> Required work: Copy the following listing word for word.

> Material provided:
=======

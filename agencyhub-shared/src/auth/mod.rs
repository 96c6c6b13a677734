/// Authentication and authorization
///
/// # Modules
///
/// - [`password`]: Argon2id password hashing and strength rules
/// - [`jwt`]: access and refresh tokens scoped to an organization
/// - [`google`]: Google ID token verification for "Sign in with Google"
/// - [`middleware`]: bearer token extraction and the request `AuthContext`
/// - [`permissions`]: the static role to permission table
/// - [`authorization`]: membership, permission and last-owner checks
///
/// # Example
///
/// ```no_run
/// use agencyhub_shared::auth::jwt::issue_token_pair;
/// use agencyhub_shared::auth::password::{hash_password, verify_password};
/// use uuid::Uuid;
///
/// # fn example() -> Result<(), Box<dyn std::error::Error>> {
/// let hash = hash_password("Brief#Deadline9")?;
/// if verify_password("Brief#Deadline9", &hash)? {
///     let tokens = issue_token_pair(Uuid::new_v4(), Uuid::new_v4(), "a-secret-of-at-least-32-bytes!!")?;
///     println!("{}", tokens.token);
/// }
/// # Ok(())
/// # }
/// ```

pub mod authorization;
pub mod google;
pub mod jwt;
pub mod middleware;
pub mod password;
pub mod permissions;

=======

> Solution:
filename agencyhub-shared/src/auth/mod.rs
repository 96c6c6b13a677734
/// Authentication and authorization
///
/// # Modules
///
/// - [`password`]: Argon2id password hashing and strength rules
/// - [`jwt`]: access and refresh tokens scoped to an organization
/// - [`google`]: Google ID token verification for "Sign in with Google"
/// - [`middleware`]: bearer token extraction and the request `AuthContext`
/// - [`permissions`]: the static role to permission table
/// - [`authorization`]: membership, permission and last-owner checks
///
/// # Example
///
/// ```no_run
/// use agencyhub_shared::auth::jwt::issue_token_pair;
/// use agencyhub_shared::auth::password::{hash_password, verify_password};
/// use uuid::Uuid;
///
/// # fn example() -> Result<(), Box<dyn std::error::Error>> {
/// let hash = hash_password("Brief#Deadline9")?;
/// if verify_password("Brief#Deadline9", &hash)? {
///     let tokens = issue_token_pair(Uuid::new_v4(), Uuid::new_v4(), "a-secret-of-at-least-32-bytes!!")?;
///     println!("{}", tokens.token);
/// }
/// # Ok(())
/// # }
/// ```

pub mod authorization;
pub mod google;
pub mod jwt;
pub mod middleware;
pub mod password;
pub mod permissions;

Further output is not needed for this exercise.